The longer I work in technology, the less I believe technology is the hard part.
That probably sounds strange coming from someone who has spent years working in IT, digital enablement, collaboration platforms, AI adoption, and enterprise systems. But over time, I’ve noticed something consistent across almost every project, training session, consultation, and transformation effort I’ve been involved in:
The real challenges are usually human.
People rarely reach out to IT because they are having a fantastic day. They reach out when something is confusing, stressful, broken, urgent, or standing between them and the work they are actually trying to accomplish. Sometimes they are frustrated. Sometimes overwhelmed. Sometimes embarrassed because they think they should already understand the tool in front of them.
A surprising amount of technology work is really anxiety reduction.
That realization changed how I think about digital transformation entirely.
Technology Is Emotional
We tend to talk about technology as if it exists in a purely logical space. Features. Systems. Platforms. Integrations. Governance. Security. Architecture.
But the lived experience of technology is emotional.
Anyone who has:
- lost important work,
- struggled through unclear systems,
- spent hours searching for the right document,
- dealt with fragmented communication,
- or felt overwhelmed by constant digital change
understands this instinctively.
Good technology does more than increase productivity. It reduces friction. It creates clarity. It gives people back mental space.
Bad technology does the opposite. It quietly drains energy throughout the day.
That is why communication and enablement matter so much. A technically successful implementation can still fail if people feel confused, unsupported, or disconnected from the purpose behind the change.
The Curse of Knowledge
One of the biggest challenges in technology work is something psychologists sometimes refer to as the “curse of knowledge.”
Once you become deeply familiar with systems, processes, and terminology, it becomes difficult to remember what it feels like not to know them.
What feels obvious to a technical team may feel completely opaque to someone encountering a system for the first time.
I’ve seen this happen constantly:
- acronyms replacing explanations,
- complexity mistaken for expertise,
- documentation written for system owners instead of actual human beings.
Expertise creates blind spots.
The more fluent we become in technology, the easier it is to underestimate the cognitive load it creates for everyone else.
That is why some of the most effective people in technology are not necessarily the ones who know the most. They are the ones who can translate complexity into something practical, relatable, and understandable without making people feel inadequate in the process.
Most Resistance Is Not Resistance to Change
I’ve also become increasingly skeptical of the idea that “people resist change.”
In my experience, most people do not resist change itself. They resist confusion.
They resist:
- unclear expectations,
- inconsistent communication,
- fragmented workflows,
- lack of trust,
- and solutions that feel disconnected from the reality of their work.
If people understand the “why” behind a change, adoption becomes dramatically easier.

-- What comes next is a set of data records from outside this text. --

//! User preferences exposed on the settings screen.
//!
//! Preferences live in memory for the lifetime of the process. Initial values
//! come from the `[preferences]` config table.

use serde::{Deserialize, Serialize};

/// A single toggleable preference.
#[derive(Debug, Clone, Copy, PartialEq, Eq)]
pub enum Preference {
    DarkMode,
    Notifications,
}

impl Preference {
    pub const ALL: [Preference; 2] = [Preference::DarkMode, Preference::Notifications];

    pub fn label(self) -> &'static str {
        match self {
            Preference::DarkMode => "Dark mode",
            Preference::Notifications => "Notifications",
        }
    }

    pub fn description(self) -> &'static str {
        match self {
            Preference::DarkMode => "Use the dark colour palette",
            Preference::Notifications => "Announce new posts in the status bar",
        }
    }
}

#[derive(Debug, Clone, Copy, PartialEq, Eq, Serialize, Deserialize)]
#[serde(default)]
pub struct Preferences {
    pub dark_mode: bool,
    pub notifications: bool,
}

impl Default for Preferences {
    fn default() -> Self {
        Self {
            dark_mode: true,
            notifications: true,
        }
    }
}

impl Preferences {
    pub fn get(&self, pref: Preference) -> bool {
        match pref {
            Preference::DarkMode => self.dark_mode,
            Preference::Notifications => self.notifications,
        }
    }

    /// Flips `pref` and returns its new value.
    pub fn toggle(&mut self, pref: Preference) -> bool {
        let slot = match pref {
            Preference::DarkMode => &mut self.dark_mode,
            Preference::Notifications => &mut self.notifications,
        };
        *slot = !*slot;
        *slot
    }
}

#[cfg(test)]
mod tests {
    use super::*;

    #[test]
    fn test_toggle_flips_only_target() {
        let mut prefs = Preferences::default();
        assert!(!prefs.toggle(Preference::DarkMode));
        assert!(!prefs.dark_mode);
        assert!(prefs.notifications);
        assert!(prefs.toggle(Preference::DarkMode));
        assert!(prefs.get(Preference::DarkMode));
    }
}
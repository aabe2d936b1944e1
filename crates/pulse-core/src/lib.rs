//! Core Pulse library (feed model, loader, navigation, config).

pub mod config;
pub mod feed;
pub mod interrupt;
pub mod logging;
pub mod navigation;
pub mod post;
pub mod preferences;
pub mod profile;
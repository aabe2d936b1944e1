use ratatui::Frame;
use ratatui::layout::{Alignment, Constraint, Direction, Layout, Rect};
use ratatui::style::Style;
use ratatui::text::{Line, Span};
use ratatui::widgets::Paragraph;

use crate::state::AppState;

/// Spinner frames for status line animation.
pub const SPINNER_FRAMES: &[&str] = &["◐", "◓", "◑", "◒"];

/// Renders the status line: notice, loading state or key hints on the left,
/// pagination on the right for feed sections.
pub fn render_status_line(app: &AppState, frame: &mut Frame, area: Rect) {
    let theme = app.theme();
    let spinner = SPINNER_FRAMES[app.spinner_frame % SPINNER_FRAMES.len()];
    let active = app.active_feed().map(|kind| app.feeds.get(kind));

    let left: Vec<Span> = if let Some(notice) = &app.notice {
        vec![
            Span::styled("● ", Style::default().fg(theme.accent)),
            Span::styled(notice.text.clone(), Style::default().fg(theme.fg)),
        ]
    } else if let Some(view) = active
        && view.feed.is_loading()
    {
        vec![
            Span::styled(spinner, Style::default().fg(theme.loading)),
            Span::raw(" "),
            Span::styled(
                format!("Loading page {}...", view.feed.page()),
                Style::default().fg(theme.loading),
            ),
        ]
    } else {
        vec![
            Span::styled("1-4", theme.muted()),
            Span::raw(" sections  "),
            Span::styled("Tab", theme.muted()),
            Span::raw(" next  "),
            Span::styled("r", theme.muted()),
            Span::raw(" load more  "),
            Span::styled("q", theme.muted()),
            Span::raw(" quit"),
        ]
    };

    let right = active.map(|view| {
        let feed = &view.feed;
        format!("page {} · {} posts", feed.page(), feed.len())
    });

    let chunks = Layout::default()
        .direction(Direction::Horizontal)
        .constraints([Constraint::Min(1), Constraint::Length(24)])
        .split(area);

    frame.render_widget(
        Paragraph::new(Line::from(left))
            .style(theme.base())
            .alignment(Alignment::Left),
        chunks[0],
    );
    if let Some(right) = right {
        frame.render_widget(
            Paragraph::new(Span::styled(right, theme.muted()))
                .style(theme.base())
                .alignment(Alignment::Right),
            chunks[1],
        );
    }
}
//! Inbox channel types.
//!
//! Spawned tasks send their result `UiEvent` here; the runtime drains the
//! receiver once per loop iteration.

use tokio::sync::mpsc;

use crate::events::UiEvent;

pub type UiEventSender = mpsc::UnboundedSender<UiEvent>;
pub type UiEventReceiver = mpsc::UnboundedReceiver<UiEvent>;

The problem is that organizations often communicate technology decisions in terms of features rather than outcomes.
People do not care that a platform has twenty-seven new capabilities. They care whether it helps them:
- save time,
- reduce frustration,
- collaborate more effectively,
- or focus on meaningful work instead of administrative overhead.
That distinction matters far more than most technology teams realize.
Technology Is Often a Translation Problem
Over time, I realized my role was rarely just implementing technology.
More often, it involved translation.
Translation between:
- technical teams and non-technical audiences,
- leadership priorities and operational realities,
- governance requirements and usability,
- innovation and practicality,
- systems and people.
The interesting thing is that many organizational problems that appear technical on the surface are actually communication, alignment, or incentive problems underneath.
Different teams optimize for different priorities. Different audiences interpret the same message differently. Different people carry different assumptions into the same conversation.
None of that is irrational. It is simply human.
And that is why empathy, communication, and clarity remain some of the most underrated skills in technology work.
The Human Side of Digital Transformation
Technology will continue evolving rapidly. AI will accelerate that even further.
But human beings probably will not change nearly as quickly.
People will still want:
- clarity,
- trust,
- consistency,
- good communication,
- and tools that genuinely make their lives easier instead of more complicated.
Which means the human side of digital transformation will continue to matter long after today’s platforms, trends, and buzzwords evolve into something else.
The longer I work in this space, the more I believe successful technology work is not really about technology alone.
It is about helping people feel capable, informed, supported, and empowered in a world that is becoming increasingly complex.
And honestly, I think that part matters most.